However, personally, I've decided to switch entirely to battery (and live steam) operation, so I'm not pushing these venues any longer. 
I think we will se a lot more aluminium track beeing sold in the future, as the price difference is now hugely in favor of aluminium. And I also think / hope/ track-power will diminish. 

An interesting thing, is that Maerklin offered aluminium gauge 1 track in the 70's and 80's! And I think they may have scrapped that line, to minimize number of stock items. (Competition is nothing like the US in Europe. Companies get away with that kind of profit maximizing in Europe :-(


----------



## imrnjr (Jan 2, 2008)

While all my track is stainless, mostly due to the hard well water in my area and the overall potential oxidation/corrosion effect, if I could get a 332 Aluminum with diminimis oxidation characteristics with track power I could very well be interested in the opportunity. 

Key for me is a "Prove it" mentality. I'd have to really see some of the material and some quality tests on it to decide. The last I plan I scetched out, I'd need roughly 1600 feet for the next phase of the railway so the potential savings would be significant. 

Mark


----------



## SE18 (Feb 21, 2008)

I don't use track power and I'd be interested in purchasing code 250 aluminum for future expansion; trouble is, I don't know where to buy it at the cheapest price


----------



## Spule 4 (Jan 2, 2008)

I assume this would be made by an extrusion process? Please advise.....


----------



## cmjdisanto (Jan 6, 2008)

Posted By Spule 4 on 05/16/2008 10:18 AM
I assume this would be made by an extrusion process? Please advise.....




Yes.


----------



## Spule 4 (Jan 2, 2008)

I have run the math on this once a couple years back when I was frequently in one of these plants for work. The two factors were die costs ($1500-$2500) and getting an extruder to do a smallish run. And then competativeness goes out the window. 

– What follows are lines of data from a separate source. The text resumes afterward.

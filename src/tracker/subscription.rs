//! Subscriptions and post-commit event dispatch.

use super::query::QueryKey;
use super::transaction::TransactionContext;
use super::TrackerState;
use crate::error::VelesError;
use crate::schema::{Check, ConnectionInfo, Node, PosFilter, Value};
use crate::types::NodeID;
use bytes::Bytes;
use std::collections::{BTreeSet, HashSet};
use tokio::sync::mpsc;
use tracing::debug;

pub type SubscriptionId = u64;

/// Callback payload delivered to a subscriber
#[derive(Debug, Clone, PartialEq)]
pub enum Event {
    Node(Node),
    Data(Option<Value>),
    Bindata(Bytes),
    /// Members whose node changed (or newly matching), and members that no longer match
    List { changed: Vec<Node>, gone: Vec<NodeID> },
    Query { result: Value, checks: Vec<Check> },
    /// Handler failure; the subscription stays armed
    QueryError { err: VelesError, checks: Vec<Check> },
    /// Current connection table
    Connections(Vec<ConnectionInfo>),
    /// Terminal error
    Error(VelesError),
    /// Terminal acknowledgement of a cancel
    Cancelled,
}

impl Event {
    pub fn is_terminal(&self) -> bool {
        matches!(self, Event::Error(_) | Event::Cancelled)
    }
}

#[derive(Debug, Clone, PartialEq)]
pub struct Delivery {
    pub sub: SubscriptionId,
    pub event: Event,
}

pub type Sink = mpsc::UnboundedSender<Delivery>;

#[derive(Debug, Clone)]
pub(crate) enum SubKind {
    Node {
        node: NodeID,
    },
    Data {
        node: NodeID,
        key: String,
    },
    Bindata {
        node: NodeID,
        key: String,
        start: u64,
        end: Option<u64>,
    },
    List {
        parent: NodeID,
        tags: BTreeSet<String>,
        pos_filter: PosFilter,
        members: BTreeSet<NodeID>,
    },
    Query {
        key: QueryKey,
    },
}

impl SubKind {
    fn anchor(&self) -> NodeID {
        match self {
            SubKind::Node { node }
            | SubKind::Data { node, .. }
            | SubKind::Bindata { node, .. } => *node,
            SubKind::List { parent, .. } => *parent,
            SubKind::Query { key } => key.node,
        }
    }
}

pub(crate) struct SubEntry {
    pub kind: SubKind,
    pub sink: Sink,
}

impl SubEntry {
    pub fn send(&self, sub: SubscriptionId, event: Event) {
        // A closed receiver means the owner is going away and will cancel.
        let _ = self.sink.send(Delivery { sub, event });
    }
}

fn overlaps(start: u64, end: u64, sub_start: u64, sub_end: Option<u64>) -> bool {
    start < sub_end.unwrap_or(u64::MAX) && end > sub_start
}

impl TrackerState {
    pub(super) fn allocate_sub(&mut self) -> SubscriptionId {
        self.next_sub += 1;
        self.next_sub
    }

    /// Register a node, data, bindata or list subscription and deliver its initial event.
    pub(super) fn subscribe(&mut self, kind: SubKind, sink: Sink) -> Result<SubscriptionId, VelesError> {
        let sub = self.allocate_sub();
        let anchor = kind.anchor();
        let node = self.handles.get(&anchor, &*self.backend)?;
        let exists = node.is_some() || (anchor.is_root() && matches!(kind, SubKind::List { .. }));
        if !exists {
            let _ = sink.send(Delivery {
                sub,
                event: Event::Error(VelesError::gone(anchor)),
            });
            return Ok(sub);
        }

        let mut kind = kind;
        let initial = match (&mut kind, node) {
            (SubKind::Node { .. }, Some(node)) => Event::Node(node),
            (SubKind::Data { node, key }, Some(current)) => {
                Event::Data(self.read_data(&current, node, key)?)
            }
            (SubKind::Bindata { node, key, start, end }, _) => Event::Bindata(Bytes::from(
                self.backend.get_bindata(node, key, *start, *end)?,
            )),
            (SubKind::List { parent, tags, pos_filter, members }, _) => {
                *members = self.backend.list(parent, tags, pos_filter)?;
                let mut changed = Vec::with_capacity(members.len());
                for id in members.iter() {
                    if let Some(child) = self.handles.get(id, &*self.backend)? {
                        changed.push(child);
                    }
                }
                Event::List { changed, gone: Vec::new() }
            }
            _ => return Err(VelesError::gone(anchor)),
        };

        match &kind {
            SubKind::List { parent, .. } => {
                self.list_subs.entry(*parent).or_default().insert(sub);
            }
            _ => {
                self.node_subs.entry(anchor).or_default().insert(sub);
            }
        }
        self.handles.pin(&anchor, &*self.backend)?;
        let entry = SubEntry { kind, sink };
        entry.send(sub, initial);
        self.subs.insert(sub, entry);
        debug!(sub, node = %anchor, "Subscribed");
        Ok(sub)
    }

    pub(super) fn read_data(
        &self,
        current: &Node,
        node: &NodeID,
        key: &str,
    ) -> Result<Option<Value>, VelesError> {
        if !current.data.contains(key) {
            return Ok(None);
        }
        Ok(self.backend.get_data(node, key)?)
    }

    /// Drop a subscription and its index entries.
    pub(super) fn remove_sub(&mut self, sub: SubscriptionId) -> Option<SubEntry> {
        let entry = self.subs.remove(&sub)?;
        match &entry.kind {
            SubKind::Node { node } | SubKind::Data { node, .. } | SubKind::Bindata { node, .. } => {
                if let Some(set) = self.node_subs.get_mut(node) {
                    set.remove(&sub);
                    if set.is_empty() {
                        self.node_subs.remove(node);
                    }
                }
                self.handles.unpin(node);
            }
            SubKind::List { parent, .. } => {
                if let Some(set) = self.list_subs.get_mut(parent) {
                    set.remove(&sub);
                    if set.is_empty() {
                        self.list_subs.remove(parent);
                    }
                }
                self.handles.unpin(parent);
            }
            SubKind::Query { key } => {
                let key = key.clone();
                self.detach_query_sub(&key, sub);
            }
        }
        Some(entry)
    }

    /// Remove a subscription, delivering a terminal error.
    pub(super) fn terminate(&mut self, sub: SubscriptionId, err: VelesError) {
        if let Some(entry) = self.remove_sub(sub) {
            debug!(sub, error = %err, "Subscription terminated");
            entry.send(sub, Event::Error(err));
        }
    }

    /// Deliver the events of a committed transaction.
    ///
    /// Node events first, then list, data and bindata events.
    pub(super) fn dispatch(&mut self, ctx: &TransactionContext) -> Result<(), VelesError> {
        for id in &ctx.node_changed {
            let Some(subs) = self.node_subs.get(id).cloned() else {
                continue;
            };
            let node = self.handles.get(id, &*self.backend)?;
            for sub in subs {
                match &node {
                    None => self.terminate(sub, VelesError::gone(id)),
                    Some(node) => {
                        if let Some(entry) = self.subs.get(&sub) {
                            if matches!(entry.kind, SubKind::Node { .. }) {
                                entry.send(sub, Event::Node(node.clone()));
                            }
                        }
                    }
                }
            }
        }

        for parent in &ctx.list_changed {
            let Some(subs) = self.list_subs.get(parent).cloned() else {
                continue;
            };
            if !parent.is_root() && self.handles.get(parent, &*self.backend)?.is_none() {
                for sub in subs {
                    self.terminate(sub, VelesError::gone(parent));
                }
                continue;
            }
            for sub in subs {
                let Some(entry) = self.subs.get_mut(&sub) else {
                    continue;
                };
                let SubKind::List { tags, pos_filter, members, .. } = &mut entry.kind else {
                    continue;
                };
                let now = self.backend.list(parent, tags, pos_filter)?;
                let gone: Vec<NodeID> = members.difference(&now).copied().collect();
                let mut changed = Vec::new();
                for id in &now {
                    if members.contains(id) && !ctx.touched(id) {
                        continue;
                    }
                    if let Some(child) = self.handles.get(id, &*self.backend)? {
                        changed.push(child);
                    }
                }
                *members = now;
                if !changed.is_empty() || !gone.is_empty() {
                    entry.send(sub, Event::List { changed, gone });
                }
            }
        }

        let mut seen = HashSet::new();
        for (id, key) in &ctx.data_changed {
            if !seen.insert((*id, key.as_str())) {
                continue;
            }
            let Some(subs) = self.node_subs.get(id).cloned() else {
                continue;
            };
            let Some(current) = self.handles.get(id, &*self.backend)? else {
                continue;
            };
            let mut value = None;
            for sub in subs {
                let Some(entry) = self.subs.get(&sub) else {
                    continue;
                };
                if let SubKind::Data { key: wanted, .. } = &entry.kind {
                    if wanted == key {
                        if value.is_none() {
                            value = Some(self.read_data(&current, id, key)?);
                        }
                        entry.send(sub, Event::Data(value.clone().flatten()));
                    }
                }
            }
        }

        for change in &ctx.bindata_changed {
            let Some(subs) = self.node_subs.get(&change.node).cloned() else {
                continue;
            };
            if self.handles.get(&change.node, &*self.backend)?.is_none() {
                continue;
            }
            for sub in subs {
                let Some(entry) = self.subs.get(&sub) else {
                    continue;
                };
                if let SubKind::Bindata { key, start, end, .. } = &entry.kind {
                    if *key == change.key && overlaps(change.start, change.end, *start, *end) {
                        let bytes = self.backend.get_bindata(&change.node, key, *start, *end)?;
                        entry.send(sub, Event::Bindata(Bytes::from(bytes)));
                    }
                }
            }
        }
        Ok(())
    }
}

#[cfg(test)]
mod tests {
    use super::*;

    #[test]
    fn test_overlap() {
        assert!(overlaps(0, 10, 5, Some(6)));
        assert!(overlaps(0, 10, 9, None));
        assert!(!overlaps(0, 10, 10, None));
        assert!(!overlaps(10, 20, 0, Some(10)));
    }

    #[test]
    fn test_terminal_events() {
        assert!(Event::Cancelled.is_terminal());
        assert!(Event::Error(VelesError::gone("x")).is_terminal());
        assert!(!Event::QueryError { err: VelesError::gone("x"), checks: vec![] }.is_terminal());
    }
}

Now, if you are a die maker by trade and working at such a plant on third shift when no one is around....


----------



## wchasr (Jan 2, 2008)

Posted By cmjdisanto on 05/16/2008 11:14 AM
Posted By Spule 4 on 05/16/2008 10:18 AM 
I assume this would be made by an extrusion process? Please advise.....

Yes.




I'm certain aluminum track and brass are extruded but I'm not so sure about the SS tack? Is that roll formed? That would explain the slightly different profile of SS rail too. 

Chas


----------



## markoles (Jan 2, 2008)

Joe, 

I'm out, but just a suggestion: Get moving on this soon. Our steel suppliers (castings and plate) forecasting 20% price increases for June. 

Aluminum and other alloys are likely to have a 5% jump per month in the foreseeable future (through August). I know folks think that the manufacturers are raking us over the coals with track prices, but the price of raw materials has increased so much just this year. Quite frankly, I am surprised that people like Aristo do not continually increase their track prices, and that the price merely doubled last year. 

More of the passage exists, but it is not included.